* _Instructions for the task_
Some of the lines below need repeating. Reproduce exactly those between the lines holding "move at runtime." and "canonical deserialization path", inclusive.

* _Information_
-=-=-=-=-

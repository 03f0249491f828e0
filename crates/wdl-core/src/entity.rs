use std::collections::BTreeMap;
use std::fmt;

use serde::{Deserialize, Serialize};
use uuid::Uuid;

use crate::material::Material;
use crate::math::{Transform, Vector3};
use crate::physics::{Collider, PhysicsSettings};

/// Unique identifier for an entity, generated at construction and stable
/// for the entity's lifetime.
#[derive(Debug, Clone, Copy, PartialEq, Eq, Hash, PartialOrd, Ord, Serialize, Deserialize)]
pub struct EntityId(pub Uuid);

impl EntityId {
    /// Generate a new random entity ID.
    pub fn new() -> Self {
        Self(Uuid::new_v4())
    }
}

impl Default for EntityId {
    fn default() -> Self {
        Self::new()
    }
}

impl fmt::Display for EntityId {
    fn fmt(&self, f: &mut fmt::Formatter<'_>) -> fmt::Result {
        write!(f, "{}", self.0)
    }
}

/// The kind of a placeable entity.
#[derive(Debug, Clone, Copy, Default, PartialEq, Eq, Hash, Serialize, Deserialize)]
#[serde(rename_all = "snake_case")]
pub enum EntityKind {
    /// Non-moving geometry: walls, rocks, buildings.
    #[default]
    StaticMesh,
    /// A physics-driven object expected to move at runtime.
    DynamicObject,
    Character,
    Prop,
    /// An invisible volume that fires interactions.
    Trigger,
    SpawnPoint,
    Waypoint,
    Light,
    Camera,
    AudioSource,
    ParticleSystem,
    Terrain,
}

impl EntityKind {
    /// All kinds, in canonical order. Generators iterate this to key
    /// their spawn tables.
    pub const ALL: [Self; 12] = [
        Self::StaticMesh,
        Self::DynamicObject,
        Self::Character,
        Self::Prop,
        Self::Trigger,
        Self::SpawnPoint,
        Self::Waypoint,
        Self::Light,
        Self::Camera,
        Self::AudioSource,
        Self::ParticleSystem,
        Self::Terrain,
    ];

    /// Parse a tag into a kind. Unrecognized tags fall back to
    /// [`EntityKind::StaticMesh`]; the canonical deserialization path
    /// rejects them instead.
    pub fn parse(tag: &str) -> Self {
        Self::ALL
            .into_iter()
            .find(|kind| kind.as_tag() == tag)
            .unwrap_or_default()
    }

    /// The snake_case tag used in the canonical form.
    pub fn as_tag(&self) -> &'static str {
        match self {
            Self::StaticMesh => "static_mesh",
            Self::DynamicObject => "dynamic_object",
            Self::Character => "character",
            Self::Prop => "prop",
            Self::Trigger => "trigger",
            Self::SpawnPoint => "spawn_point",
            Self::Waypoint => "waypoint",
            Self::Light => "light",
            Self::Camera => "camera",
            Self::AudioSource => "audio_source",
            Self::ParticleSystem => "particle_system",
            Self::Terrain => "terrain",
        }
    }
}

impl fmt::Display for EntityKind {
    fn fmt(&self, f: &mut fmt::Formatter<'_>) -> fmt::Result {
        write!(f, "{}", self.as_tag())
    }
}

/// A flexible metadata value that supports common types.
#[derive(Debug, Clone, PartialEq, Serialize, Deserialize)]
#[serde(untagged)]
pub enum MetadataValue {
    /// A text value.
    String(String),
    /// A 64-bit signed integer value.
    Integer(i64),
    /// A 64-bit floating-point value.
    Float(f64),
    /// A boolean value.
    Boolean(bool),
    /// An ordered list of metadata values.
    List(Vec<MetadataValue>),
    /// A string-keyed map of metadata values, ordered by key.
    Map(BTreeMap<String, MetadataValue>),
}

impl fmt::Display for MetadataValue {
    fn fmt(&self, f: &mut fmt::Formatter<'_>) -> fmt::Result {
        match self {
            Self::String(s) => write!(f, "{s}"),
            Self::Integer(n) => write!(f, "{n}"),
            Self::Float(n) => write!(f, "{n}"),
            Self::Boolean(b) => write!(f, "{b}"),
            Self::List(items) => {
                let parts: Vec<String> = items.iter().map(|v| v.to_string()).collect();
                write!(f, "[{}]", parts.join(", "))
            }
            Self::Map(_) => write!(f, "{{...}}"),
        }
    }
}

/// A placeable object node in the world.
///
/// Parent/child links are weak id references resolved through the owning
/// [`crate::World`]; nothing is enforced at construction time, and a child
/// may be added to a world before its parent. Referential integrity is the
/// validator's concern.
#[derive(Debug, Clone, PartialEq, Serialize, Deserialize)]
pub struct Entity {
    #[serde(default)]
    pub id: EntityId,
    pub name: String,
    #[serde(rename = "entity_type", default)]
    pub kind: EntityKind,
    #[serde(default)]
    pub transform: Transform,
    #[serde(default, skip_serializing_if = "Option::is_none")]
    pub material: Option<Material>,
    #[serde(default)]
    pub physics: PhysicsSettings,
    #[serde(default, skip_serializing_if = "Option::is_none")]
    pub collider: Option<Collider>,
    /// Weak reference to the parent entity's id, if any.
    #[serde(default, skip_serializing_if = "Option::is_none")]
    pub parent_id: Option<EntityId>,
    /// Weak references to child entity ids.
    #[serde(default)]
    pub children_ids: Vec<EntityId>,
    #[serde(default)]
    pub tags: Vec<String>,
    /// Free-form metadata, ordered by key.
    #[serde(default)]
    pub metadata: BTreeMap<String, MetadataValue>,
    #[serde(default, skip_serializing_if = "Option::is_none")]
    pub asset_reference: Option<String>,
    #[serde(default, skip_serializing_if = "Option::is_none")]
    pub prefab_reference: Option<String>,
}

impl Entity {
    /// Create a new entity with a fresh random ID and default fields.
    pub fn new(kind: EntityKind, name: impl Into<String>) -> Self {
        Self::with_id(EntityId::new(), kind, name)
    }

    /// Create an entity with a pre-assigned ID.
    pub fn with_id(id: EntityId, kind: EntityKind, name: impl Into<String>) -> Self {
        Self {
            id,
            name: name.into(),
            kind,
            transform: Transform::default(),
            material: None,
            physics: PhysicsSettings::default(),
            collider: None,
            parent_id: None,
            children_ids: Vec::new(),
            tags: Vec::new(),
            metadata: BTreeMap::new(),
            asset_reference: None,
            prefab_reference: None,
        }
    }

    /// Place the entity at a position, keeping rotation and scale.
    pub fn at(mut self, position: Vector3) -> Self {
        self.transform.position = position;
        self
    }

    /// Replace the full transform.
    pub fn with_transform(mut self, transform: Transform) -> Self {
        self.transform = transform;
        self
    }

    /// Attach a material.
    pub fn with_material(mut self, material: Material) -> Self {
        self.material = Some(material);
        self
    }

    /// Replace the physics settings.
    pub fn with_physics(mut self, physics: PhysicsSettings) -> Self {
        self.physics = physics;
        self
    }

    /// Attach a collider.
    pub fn with_collider(mut self, collider: Collider) -> Self {
        self.collider = Some(collider);
        self
    }

    /// Set the weak parent reference.
    pub fn with_parent(mut self, parent: EntityId) -> Self {
        self.parent_id = Some(parent);
        self
    }

    /// Append tags.
    pub fn tagged<I, S>(mut self, tags: I) -> Self
    where
        I: IntoIterator<Item = S>,
        S: Into<String>,
    {
        self.tags.extend(tags.into_iter().map(Into::into));
        self
    }

    /// Returns true if the entity carries the given tag.
    pub fn has_tag(&self, tag: &str) -> bool {
        self.tags.iter().any(|t| t == tag)
    }
}
fn lighting_setup(world: &World) -> String {
    let mut out = String::new();
    out.push_str(&format!(
        "// Lighting setup: {} lights.\n",
        world.light_count()
    ));
    out.push_str("using System.Collections.Generic;\nusing UnityEngine;\n\n");
    out.push_str("namespace Wdl.Generated\n{\n");
    out.push_str("    public static class LightingSetup\n    {\n");
    out.push_str("        public struct LightRecord\n        {\n");
    out.push_str("            public string Name;\n");
    out.push_str("            public string Type;\n");
    out.push_str("            public Color Color;\n");
    out.push_str("            public float Intensity;\n");
    out.push_str("            public float Range;\n");
    out.push_str("            public float SpotAngle;\n");
    out.push_str("            public bool CastShadows;\n");
    out.push_str("            public Vector3 Position;\n");
    out.push_str("            public Vector3 Rotation;\n");
    out.push_str("        }\n\n");

    out.push_str("        public static readonly LightRecord[] Lights =\n        {\n");
    for light in world.lights() {
        out.push_str("            new LightRecord\n            {\n");
        out.push_str(&format!("                Name = {},\n", quoted(&light.name)));
        out.push_str(&format!(
            "                Type = {},\n",
            quoted(light.kind.as_tag())
        ));
        out.push_str(&format!("                Color = {},\n", cs_color(light.color)));
        out.push_str(&format!(
            "                Intensity = {}f,\n",
            float32(light.intensity)
        ));
        out.push_str(&format!(
            "                Range = {}f,\n",
            light.range.unwrap_or(0.0)
        ));
        out.push_str(&format!(
            "                SpotAngle = {}f,\n",
            light.spot_angle.unwrap_or(0.0)
        ));
        out.push_str(&format!(
            "                CastShadows = {},\n",
            cs_bool(light.cast_shadows)
        ));
        out.push_str(&format!(
            "                Position = {},\n",
            cs_vec3(light.transform.position)
        ));
        out.push_str(&format!(
            "                Rotation = {},\n",
            cs_vec3(light.transform.rotation)
        ));
        out.push_str("            },\n");
    }
    out.push_str("        };\n\n");

    out.push_str("        static LightType TypeFor(string lightType)\n        {\n");
    out.push_str("            switch (lightType)\n            {\n");
    for kind in LightKind::ALL {
        out.push_str(&format!(
            "                case {}: return {};\n",
            quoted(kind.as_tag()),
            light_type_for(kind)
        ));
    }
    out.push_str("                default: return LightType.Point;\n");
    out.push_str("            }\n        }\n\n");

    out.push_str("        public static List<Light> CreateLights()\n        {\n");
    out.push_str("            var created = new List<Light>();\n");
    out.push_str("            foreach (var record in Lights)\n            {\n");
    out.push_str("                var go = new GameObject(record.Name);\n");
    out.push_str("                go.transform.position = record.Position;\n");
    out.push_str("                go.transform.eulerAngles = record.Rotation;\n\n");
    out.push_str("                var light = go.AddComponent<Light>();\n");
    out.push_str("                light.type = TypeFor(record.Type);\n");
    out.push_str("                light.color = record.Color;\n");
    out.push_str("                light.intensity = record.Intensity;\n");
    out.push_str("                if (record.Range > 0f) light.range = record.Range;\n");
    out.push_str("                if (record.SpotAngle > 0f) light.spotAngle = record.SpotAngle;\n");
    out.push_str(
        "                light.shadows = record.CastShadows ? LightShadows.Soft : LightShadows.None;\n",
    );
    out.push_str("                created.Add(light);\n");
    out.push_str("            }\n            return created;\n        }\n    }\n}\n");
    out
}

fn environment_controller(world: &World) -> String {
    let env = &world.environment;
    let mut out = String::new();
    out.push_str("// Environment configuration.\nusing UnityEngine;\n\n");
    out.push_str("namespace Wdl.Generated\n{\n");
    out.push_str("    public static class EnvironmentController\n    {\n");
    out.push_str(&format!(
        "        public const string Weather = {};\n",
        quoted(env.weather.as_tag())
    ));
    out.push_str(&format!(
        "        public const int TimeHour = {};\n",
        env.time_of_day.hour
    ));
    out.push_str(&format!(
        "        public const int TimeMinute = {};\n",
        env.time_of_day.minute
    ));
    out.push_str(&format!(
        "        public const bool DayNightCycle = {};\n",
        cs_bool(env.time_of_day.day_night_cycle)
    ));
    out.push_str(&format!(
        "        public const float CycleDurationSeconds = {}f;\n",
        env.time_of_day.cycle_duration_seconds
    ));
    out.push_str(&format!(
        "        public static readonly Color AmbientLight = {};\n",
        cs_color(env.ambient_light)
    ));
    out.push_str(&format!(
        "        public const bool FogEnabled = {};\n",
        cs_bool(env.fog_enabled)
    ));
    out.push_str(&format!(
        "        public static readonly Color FogColor = {};\n",
        cs_color(env.fog_color)
    ));
    out.push_str(&format!(
        "        public const float FogDensity = {}f;\n",
        float32(env.fog_density)
    ));
    out.push_str(&format!(
        "        public const string SkyboxType = {};\n",
        quoted(&env.skybox.skybox_type)
    ));
    out.push_str(&format!(
        "        public static readonly Color SkyboxTint = {};\n",
        cs_color(env.skybox.tint_color)
    ));
    out.push_str(&format!(
        "        public const float SkyboxExposure = {}f;\n",
        float32(env.skybox.exposure)
    ));
    out.push_str(&format!(
        "        public const float SkyboxRotation = {}f;\n",
        env.skybox.rotation
    ));
    out.push_str(&format!(
        "        public static readonly Vector3 Gravity = {};\n",
        cs_vec3(env.gravity)
    ));
    out.push_str(&format!(
        "        public const string AudioReverbPreset = {};\n\n",
        quoted(env.audio_reverb_preset.as_deref().unwrap_or(""))
    ));

    out.push_str("        public static void Apply()\n        {\n");
    out.push_str("            RenderSettings.ambientLight = AmbientLight;\n");
    out.push_str("            RenderSettings.fog = FogEnabled;\n");
    out.push_str("            if (FogEnabled)\n            {\n");
    out.push_str("                RenderSettings.fogColor = FogColor;\n");
    out.push_str("                RenderSettings.fogDensity = FogDensity;\n");
    out.push_str("            }\n");
    out.push_str("            Physics.gravity = Gravity;\n");
    out.push_str(
        "            Debug.Log($\"Environment applied: weather={Weather}, time={TimeHour}:{TimeMinute}\");\n",
    );
    out.push_str("        }\n    }\n}\n");
    out
}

-=-=-=-=-

* _Your solution_
    /// A physics-driven object expected to move at runtime.
    DynamicObject,
    Character,
    Prop,
    /// An invisible volume that fires interactions.
    Trigger,
    SpawnPoint,
    Waypoint,
    Light,
    Camera,
    AudioSource,
    ParticleSystem,
    Terrain,
}

impl EntityKind {
    /// All kinds, in canonical order. Generators iterate this to key
    /// their spawn tables.
    pub const ALL: [Self; 12] = [
        Self::StaticMesh,
        Self::DynamicObject,
        Self::Character,
        Self::Prop,
        Self::Trigger,
        Self::SpawnPoint,
        Self::Waypoint,
        Self::Light,
        Self::Camera,
        Self::AudioSource,
        Self::ParticleSystem,
        Self::Terrain,
    ];

    /// Parse a tag into a kind. Unrecognized tags fall back to
    /// [`EntityKind::StaticMesh`]; the canonical deserialization path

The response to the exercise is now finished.